Die Seele des Staates 132

von Alf Glocker
Mitglied

(Geheime Eintragungen, Oliv)

Geist ist wichtiger als Geld! Seine Färbung und seine Qualität bestimmen das Leben in der Zukunft!

Nun mag mancher sagen: „Die Zukunft ist mir doch egal – ich leb‘ den Quatsch hier noch zu Ende und was danach kommt, geht mir am Arsch vorbei!“

Andere sagen vielleicht auch: „Es gibt nur eine Zukunft für mich, und das ist die Zukunft, die ich persönlich erleben kann – die Kinder der anderen Leute, oder auch meine eigenen sind mir doch wurscht; ich lebe jetzt, in Saus und Braus und das zählt, sonst gar nichts!“

Das ist zwar Recht und schön, aber fantasielos! Denn das Denken hat sich mit nichts anderem als einem gegenwärtigen Zustand befasst – und der könnte eventuell auch nur eine Illusion sein, ebenso wie eine noch nicht bei uns angekommene Zukunft, oder eine bereits passierte Vergangenheit.

Keine Illusion dagegen ist die Existenz des Betrachters – er ist da, fantasielos oder nicht und warum sollte er das nicht öfter mal sein?! Die Zeit hat viele Epochen…

Und was ist, wenn sie uns, oder den einen oder anderen von uns, in mehreren davon vorgesehen hat? Warum dann nicht dich oder mich?

Was ist, wenn es diese blöde Reinkarnation doch gibt – und wir jetzt nichts für die Zukunft getan haben? Kommen wir dann als Hungerleider oder Arschlöcher auf die Welt?

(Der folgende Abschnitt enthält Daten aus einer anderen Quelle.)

//! Service configuration
//!
//! Read from `~/.config/mergeclock/config.toml` (or `--config`). Every
//! section is optional and falls back to defaults; `PORT` and
//! `MERGECLOCK_DISABLE_SWEEP` override the file.

use crate::error::{Error, Result};
use crate::gateway::RetryPolicy;
use crate::reconcile::Links;
use crate::tracking::default_state_path;
use crate::types::{MergeMethod, RepoId};
use serde::{Deserialize, Serialize};
use std::fs;
use std::net::SocketAddr;
use std::path::{Path, PathBuf};
use std::time::Duration;
use tracing::{debug, info};
use url::Url;

/// Environment variable overriding the listen port
pub const PORT_ENV: &str = "PORT";

/// Environment variable disabling the periodic sweep
pub const DISABLE_SWEEP_ENV: &str = "MERGECLOCK_DISABLE_SWEEP";

/// Complete service configuration
#[derive(Debug, Clone, Default, PartialEq, Eq, Serialize, Deserialize)]
#[serde(default, deny_unknown_fields)]
pub struct Config {
    /// Repositories the bot operates on
    pub repositories: Vec<RepoId>,
    /// How due pull requests are merged
    pub merge_method: MergeMethod,
    /// HTTP listener
    pub server: ServerConfig,
    /// GitHub connection
    pub github: GitHubConfig,
    /// Periodic sweep
    pub sweep: SweepConfig,
    /// Gateway retries
    pub retry: RetryConfig,
    /// Links and names used in comments and statuses
    pub links: LinksConfig,
    /// Tracking state
    pub state: StateConfig,
    /// Contributor weights
    pub weights: WeightsConfig,
}

/// HTTP listener settings
#[derive(Debug, Clone, PartialEq, Eq, Serialize, Deserialize)]
#[serde(default, deny_unknown_fields)]
pub struct ServerConfig {
    /// Listen address
    pub bind: String,
}

impl Default for ServerConfig {
    fn default() -> Self {
        Self {
            bind: "0.0.0.0:5000".to_string(),
        }
    }
}

/// GitHub connection settings
#[derive(Debug, Clone, Default, PartialEq, Eq, Serialize, Deserialize)]
#[serde(default, deny_unknown_fields)]
pub struct GitHubConfig {
    /// GitHub Enterprise host; github.com when unset
    pub host: Option<String>,
}

/// Sweep settings
#[derive(Debug, Clone, PartialEq, Eq, Serialize, Deserialize)]
#[serde(default, deny_unknown_fields)]
pub struct SweepConfig {
    /// Whether the periodic sweep runs
    pub enabled: bool,
    /// Minutes between passes
    pub interval_minutes: u64,
    /// Pull requests reconciled at once
    pub concurrency: usize,
}

impl Default for SweepConfig {
    fn default() -> Self {
        Self {
            enabled: true,
            interval_minutes: 51,
            concurrency: 4,
        }
    }
}

/// Gateway retry settings
#[derive(Debug, Clone, PartialEq, Eq, Serialize, Deserialize)]
#[serde(default, deny_unknown_fields)]
pub struct RetryConfig {
    /// Attempts per call, including the first
    pub max_attempts: u32,
    /// Delay before the first retry, in milliseconds
    pub base_delay_ms: u64,
    /// Per-attempt timeout, in seconds
    pub timeout_secs: u64,
}

impl Default for RetryConfig {
    fn default() -> Self {
        Self {
            max_attempts: 3,
            base_delay_ms: 500,
            timeout_secs: 30,
        }
    }
}

/// Link and naming settings
#[derive(Debug, Clone, PartialEq, Eq, Serialize, Deserialize)]
#[serde(default, deny_unknown_fields)]
pub struct LinksConfig {
    /// Public base URL of the dashboard
    pub base_url: String,
    /// Name shown in comments
    pub display_name: String,
    /// Commit status context
    pub status_context: String,
}

impl Default for LinksConfig {
    fn default() -> Self {
        let links = Links::default();
        Self {
            base_url: links.base_url,
            display_name: links.display_name,
            status_context: links.status_context,
        }
    }
}

/// Tracking state settings
#[derive(Debug, Clone, Default, PartialEq, Eq, Serialize, Deserialize)]
#[serde(default, deny_unknown_fields)]
pub struct StateConfig {
    /// Tracking file; defaults to the user data directory
    pub path: Option<PathBuf>,
}

/// Contributor weight settings
#[derive(Debug, Clone, PartialEq, Eq, Serialize, Deserialize)]
#[serde(default, deny_unknown_fields)]
pub struct WeightsConfig {
    /// Minutes before contributor statistics are fetched again
    pub refresh_minutes: u64,
}

impl Default for WeightsConfig {
    fn default() -> Self {
        Self {
            refresh_minutes: 60,
        }
    }
}

impl Config {
    /// Default config path (`~/.config/mergeclock/config.toml`)
    pub fn default_path() -> PathBuf {
        dirs::config_dir()
            .unwrap_or_else(|| PathBuf::from("."))
            .join("mergeclock")
            .join("config.toml")
    }

    /// Load from `path`, or from the default path when `None`
    ///
    /// A missing default file yields the defaults; a missing explicit file is
    /// an error. Environment overrides are applied and the result validated.
    pub fn load(path: Option<&Path>) -> Result<Self> {
        let mut config = match path {
            Some(path) => Self::from_file(path)?,
            None => {
                let default = Self::default_path();
                if default.exists() {
                    Self::from_file(&default)?
                } else {
                    debug!(path = %default.display(), "no config file, using defaults");
                    Self::default()
                }
            }
        };

        config.apply_env(|name| std::env::var(name).ok())?;
        config.validate()?;
        Ok(config)
    }

    /// Parse a config file without overrides or validation
    pub fn from_file(path: &Path) -> Result<Self> {
        info!(path = %path.display(), "loading configuration");
        let content = fs::read_to_string(path)
            .map_err(|e| Error::Config(format!("failed to read {}: {e}", path.display())))?;
        toml::from_str(&content)
            .map_err(|e| Error::Config(format!("failed to parse {}: {e}", path.display())))
    }

    /// Apply environment overrides read through `var`
    pub fn apply_env(&mut self, var: impl Fn(&str) -> Option<String>) -> Result<()> {
        if let Some(port) = var(PORT_ENV) {
            let port: u16 = port
                .trim()
                .parse()
                .map_err(|_| Error::Config(format!("{PORT_ENV} is not a valid port: '{port}'")))?;
            let mut addr = self.bind_addr()?;
            addr.set_port(port);
            self.server.bind = addr.to_string();
        }

        if let Some(flag) = var(DISABLE_SWEEP_ENV)
            && matches!(flag.trim().to_ascii_lowercase().as_str(), "1" | "true" | "yes")
        {
            self.sweep.enabled = false;
        }

        Ok(())
    }

    /// Check values that serde cannot
    pub fn validate(&self) -> Result<()> {
        self.bind_addr()?;

        let url = Url::parse(&self.links.base_url).map_err(|e| {
            Error::Config(format!("links.base_url '{}' is invalid: {e}", self.links.base_url))
        })?;
        if !matches!(url.scheme(), "http" | "https") {
            return Err(Error::Config(format!(
                "links.base_url must be http or https, got '{}'",
                url.scheme()
            )));
        }

        if self.links.status_context.trim().is_empty() {
            return Err(Error::Config("links.status_context must not be empty".into()));
        }
        if self.sweep.interval_minutes == 0 {
            return Err(Error::Config("sweep.interval_minutes must be positive".into()));
        }
        if self.sweep.concurrency == 0 {
            return Err(Error::Config("sweep.concurrency must be positive".into()));
        }
        if self.retry.max_attempts == 0 {
            return Err(Error::Config("retry.max_attempts must be positive".into()));
        }
        Ok(())
    }

    /// Parsed listen address
    pub fn bind_addr(&self) -> Result<SocketAddr> {
        self.server.bind.parse().map_err(|e| {
            Error::Config(format!("server.bind '{}' is invalid: {e}", self.server.bind))
        })
    }

    /// Retry policy for the gateway
    pub const fn retry_policy(&self) -> RetryPolicy {
        RetryPolicy {
            max_attempts: self.retry.max_attempts,
            base_delay: Duration::from_millis(self.retry.base_delay_ms),
            timeout: Duration::from_secs(self.retry.timeout_secs),
        }
    }

    /// Links used in comments and statuses
    pub fn links(&self) -> Links {
        Links {
            base_url: self.links.base_url.trim_end_matches('/').to_string(),
            display_name: self.links.display_name.clone(),
            status_context: self.links.status_context.clone(),
        }
    }

    /// Time between sweep passes
    pub const fn sweep_interval(&self) -> Duration {
        Duration::from_secs(self.sweep.interval_minutes.saturating_mul(60))
    }

    /// Contributor weight refresh interval
    pub fn weight_ttl(&self) -> chrono::TimeDelta {
        i64::try_from(self.weights.refresh_minutes)
            .ok()
            .and_then(chrono::TimeDelta::try_minutes)
            .unwrap_or(chrono::TimeDelta::MAX)
    }

    /// Tracking file location
    pub fn state_path(&self) -> PathBuf {
        self.state.path.clone().unwrap_or_else(default_state_path)
    }
}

Und selbst wenn nicht – wollen wir tatsächlich zulassen, daß sich zu unseren Lebzeiten etwas ausbreitet, was die Ausbreitung von Hungersnöten durch Arschlöcher begünstigt? Sind wir dann noch wer? Sind wir dann noch wir? Oder sind wir nur Flüchtlinge, die, panikartig Geld raffen, um dem Geist aus dem Wege zu gehen?

Oder wollen wir Bilder von der Zukunft in angenehmen Farben malen, in einem Jetzt, das erfüllt ist von Wahrheitssuche und Fantasien, die genau dorthin führen, wo es sich angenehm leben lässt?

Angenehm für ALLE, ist hier gemeint, denn nur, wenn alle, die das überhaupt wollen, menschenwürdig er-leben können, dann haben wir etwas erreicht! Sollte es jemanden geben, der das nicht möchte, dann müssen wir uns eben eingestehen, daß er zurückbleiben muss in seinem Pfuhl, aus dem es kein Entrinnen gibt.

Den Geist aber, der viel wichtiger ist als Geld, darf das nicht weiter tangieren – er muss seinen Weg unbeirrt in die Zukunft gehen!